A research for the relationship between human papillomavirus and human uterine cervical carcinoma. II. Molecular genetic and ultrastructural study on the transforming activity of recombinant retrovirus containing human papillomavirus type 16 subgenomic sequences.

In order to elucidate the role of HPV-16 in the development of genital cancer, NIH3T3 cells were transfected by HPV-16 whole genome and its two early genes, E6-E7. Besides ordinary calcium phosphate/DNA coprecipitation technique, a newly designed recombinant retrovirus containing the HPV-16 genome or subgenomes was used to infect cells for transfer of the target genes. The transforming activities have been demonstrated to be most efficient when a bioengineering technique of this kind is used. HPV-16 DNA was proved to have transforming potential for NIH3T3 cells, and the DNA of HPV-16 was proved to undergo multisite integration into transformed cells and nude mice tumour cells.
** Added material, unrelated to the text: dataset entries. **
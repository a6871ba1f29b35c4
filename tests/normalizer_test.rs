// ABOUTME: Tests for ingredient text normalization and the alias table
// ABOUTME: Covers cleaning, alias resolution, de-duplication, and conflict detection
//
// SPDX-License-Identifier: MIT OR Apache-2.0
// Copyright (c) 2026 Pantry Chef Contributors

#![allow(clippy::unwrap_used, clippy::expect_used, clippy::panic)]
#![allow(missing_docs)]

use std::sync::Arc;

use pantry_intelligence::{AliasTable, IngredientNormalizer};
use pantry_intelligence::recipes::{clean_fragment, AliasConflict};

// ============================================================================
// Fragment Cleaning
// ============================================================================

#[test]
fn test_clean_fragment_lowercases_and_strips_punctuation() {
    assert_eq!(clean_fragment("  Green   Peas!! "), "green peas");
    assert_eq!(clean_fragment("Black-Pepper"), "blackpepper");
    assert_eq!(clean_fragment("2 Eggs (large)"), "2 eggs large");
}

#[test]
fn test_clean_fragment_never_leaves_double_spaces() {
    assert_eq!(clean_fragment("salt & pepper"), "salt pepper");
    assert_eq!(clean_fragment("green\tbeans"), "green beans");
    assert_eq!(clean_fragment("salt - pepper"), "salt pepper");

    let normalized = IngredientNormalizer::default().normalize("Salt & Pepper, salt pepper");
    assert_eq!(normalized, vec!["salt pepper"]);
}

#[test]
fn test_clean_fragment_drops_non_ascii_letters() {
    assert_eq!(clean_fragment("Jalapeño"), "jalapeo");
    assert_eq!(clean_fragment("!!!"), "");
}

// ============================================================================
// Normalization
// ============================================================================

#[test]
fn test_normalize_merges_plural_and_singular_spellings() {
    let normalizer = IngredientNormalizer::default();
    assert_eq!(
        normalizer.normalize("Tomatoes, onion, tomato"),
        vec!["tomato", "onion"]
    );
}

#[test]
fn test_normalize_resolves_regional_names_only_on_exact_match() {
    let normalizer = IngredientNormalizer::default();
    assert_eq!(normalizer.normalize("Pyaz"), vec!["onion"]);
    assert_eq!(normalizer.normalize("red onion"), vec!["red onion"]);
}

#[test]
fn test_normalize_splits_on_commas_and_newlines() {
    let normalizer = IngredientNormalizer::default();
    assert_eq!(
        normalizer.normalize("Tomatoes, ONIONS\n garlic"),
        vec!["tomato", "onion", "garlic"]
    );
}

#[test]
fn test_normalize_resolves_aliases_to_canonical_names() {
    let normalizer = IngredientNormalizer::default();
    assert_eq!(
        normalizer.normalize("aloo, matar, dahi, capsicum, beans"),
        vec!["potato", "peas", "yogurt", "bell pepper", "green beans"]
    );
}

#[test]
fn test_normalize_resolves_canonical_names_to_themselves() {
    let normalizer = IngredientNormalizer::default();
    assert_eq!(normalizer.normalize("Green Beans"), vec!["green beans"]);
}

#[test]
fn test_normalize_keeps_unknown_ingredients_verbatim() {
    let normalizer = IngredientNormalizer::default();
    assert_eq!(
        normalizer.normalize("Chilli, garbanzo beans"),
        vec!["chilli", "garbanzo beans"]
    );
}

#[test]
fn test_normalize_deduplicates_preserving_first_occurrence() {
    let normalizer = IngredientNormalizer::default();
    assert_eq!(
        normalizer.normalize("tamatar, rice, Tomatoes, tomato, basmati"),
        vec!["tomato", "rice"]
    );
}

#[test]
fn test_normalize_blank_input_yields_nothing() {
    let normalizer = IngredientNormalizer::default();
    assert!(normalizer.normalize("").is_empty());
    assert!(normalizer.normalize(" , ,\n\n ").is_empty());
    assert!(normalizer.normalize("!!!, ???").is_empty());
}

#[test]
fn test_normalize_is_idempotent() {
    let normalizer = IngredientNormalizer::default();
    let first = normalizer.normalize("Onions, kali mirch, Paneer!, lime");
    let second = normalizer.normalize(&first.join(", "));
    assert_eq!(first, second);
}

#[test]
fn test_normalize_with_empty_table_only_cleans() {
    let normalizer = IngredientNormalizer::new(AliasTable::empty());
    assert_eq!(normalizer.normalize("Tomatoes, aloo"), vec!["tomatoes", "aloo"]);
}

#[test]
fn test_normalizers_share_one_table() {
    let table = Arc::new(AliasTable::new([("scallion", vec!["spring onion", "green onion"])]));
    let a = IngredientNormalizer::with_shared(Arc::clone(&table));
    let b = IngredientNormalizer::with_shared(table);

    assert_eq!(a.normalize("Spring Onion"), vec!["scallion"]);
    assert_eq!(b.normalize("green onion"), vec!["scallion"]);
    assert_eq!(a.aliases().len(), 1);
}

// ============================================================================
// Alias Table
// ============================================================================

#[test]
fn test_builtin_table_has_no_conflicts() {
    let table = AliasTable::builtin();
    assert!(!table.is_empty());
    assert!(table.conflicts().is_empty());
}

#[test]
fn test_builtin_table_resolves_multi_word_aliases() {
    let table = AliasTable::builtin();
    assert_eq!(table.resolve("kali mirch"), Some("pepper"));
    assert_eq!(table.resolve("cottage cheese"), Some("paneer"));
    assert_eq!(table.resolve("pepper"), Some("pepper"));
    assert_eq!(table.resolve("unobtainium"), None);
}

#[test]
fn test_custom_table_lowercases_aliases() {
    let table = AliasTable::new([("scallion", ["Spring Onion"])]);
    assert_eq!(table.resolve("spring onion"), Some("scallion"));
    assert_eq!(table.resolve("Spring Onion"), None);
}

#[test]
fn test_first_entry_wins_on_conflicting_alias() {
    let table = AliasTable::new([("lemon", vec!["citrus"]), ("orange", vec!["citrus"])]);

    assert_eq!(table.resolve("citrus"), Some("lemon"));
    assert_eq!(
        table.conflicts(),
        vec![AliasConflict {
            spelling: "citrus".to_owned(),
            resolved_to: "lemon".to_owned(),
            shadowed: "orange".to_owned(),
        }]
    );
}

#[test]
fn test_entries_keep_construction_order() {
    let table = AliasTable::new([("b", vec!["bb"]), ("a", vec!["aa"])]);
    let canonicals: Vec<&str> = table.entries().iter().map(|e| e.canonical.as_str()).collect();
    assert_eq!(canonicals, vec!["b", "a"]);
}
The E6-E7 open reading frames are sufficient for transforming NIH3T3 cells independently in vitro, which implies that E6-E7 open reading frames are transforming genes or even viral oncogenes of HPV-16. The RNA transcribed by the E6-E7 of HPV-16 was expressed in transformed cells and in tumour cells of nude mice. The use of a recombinant retrovirus for gene transfer in this study is much more efficient than that of calcium phosphate/DNA coprecipitation. The lack of a tissue-culture system suitable for HPV replication in vitro makes HPV gene recombination into a specially engineered retrovirus for viral-mediated gene transfer of particular significance for the possible application of viral carcinogenesis, both in vitro and in vivo, for basic and clinical research.